● **Brief**
All lines holding the word "coerce" are to be copied from the records beneath.

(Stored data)

____________________

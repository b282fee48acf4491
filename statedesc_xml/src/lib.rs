//! Parser for state descriptions in XML documents.
//!
//! A state description is given by a `state` tag:
//!
//! ```xml
//! <state min="0" max="100" step="0.5" pattern="%.1f %%" readOnly="false">
//!     <options>
//!         <option value="0">Off</option>
//!         <option value="100">Full</option>
//!     </options>
//! </state>
//! ```
//!
//! All attributes are optional, and so is the `options` list, which is the only child allowed.

mod coerce;
mod descriptor;
mod document;
mod node;
mod options;
mod vocabulary;

pub use coerce::{FormatError, boolean, decimal};
pub use descriptor::{DescriptorError, StructureError, parse as parse_state};
pub use document::{ParsedState, ReaderError, attrs, parse};
pub use node::{AttributeMap, GenericNode};
pub use options::{parse_option, parse_options};
pub use statedesc_core;
pub use vocabulary::*;

use anyhow::Context;
use log::{info, warn};
use quick_xml::Reader;
use statedesc_core::StateDescriptor;
use std::path::Path;

fn line(text: &str, offset: usize) -> usize {
    let offset = offset.min(text.len());
    text.as_bytes()[..offset]
        .iter()
        .filter(|&&b| b == b'\n')
        .count()
        + 1
}

fn read(text: &str, origin: &str) -> anyhow::Result<Vec<(usize, ParsedState)>> {
    let mut reader = Reader::from_str(text);
    let result = parse(&mut reader);
    let states = result.with_context(|| {
        format!(
            "failed to parse state descriptions at line {} in '{origin}'",
            line(text, reader.buffer_position() as usize),
        )
    })?;
    Ok(states
        .into_iter()
        .map(|state| (line(text, state.offset), state))
        .collect())
}

/// Reads all state descriptions in `text`,
/// failing at the first one that is invalid.
pub fn from_str(text: &str) -> anyhow::Result<Vec<StateDescriptor>> {
    read(text, "<memory>")?
        .into_iter()
        .map(|(line, state)| {
            state
                .descriptor
                .with_context(|| format!("invalid state description at line {line}"))
        })
        .collect()
}

/// Reads all state descriptions in the file at `path`,
/// failing at the first one that is invalid.
pub fn load(path: &Path) -> anyhow::Result<Vec<StateDescriptor>> {
    info!(target: "parser", "parsing state descriptions in '{}'", path.display());
    let text = std::fs::read_to_string(path)
        .with_context(|| format!("failed to read file '{}'", path.display()))?;
    read(&text, &path.display().to_string())?
        .into_iter()
        .map(|(line, state)| {
            state.descriptor.with_context(|| {
                format!(
                    "invalid state description at line {line} in '{}'",
                    path.display()
                )
            })
        })
        .collect()
}

/// Reads all valid state descriptions in the file at `path`,
/// skipping those that are invalid.
///
/// Still fails if the document itself is malformed.
pub fn load_lenient(path: &Path) -> anyhow::Result<Vec<StateDescriptor>> {
    info!(target: "parser", "parsing state descriptions in '{}'", path.display());
    let text = std::fs::read_to_string(path)
        .with_context(|| format!("failed to read file '{}'", path.display()))?;
    Ok(read(&text, &path.display().to_string())?
        .into_iter()
        .filter_map(|(line, state)| match state.descriptor {
            Ok(descriptor) => Some(descriptor),
            Err(err) => {
                warn!(target: "parser",
                    "skipping invalid state description at line {line} in '{}': {err}",
                    path.display()
                );
                None
            }
        })
        .collect())
}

____________________

● **Completed task**
mod coerce;
pub use coerce::{FormatError, boolean, decimal};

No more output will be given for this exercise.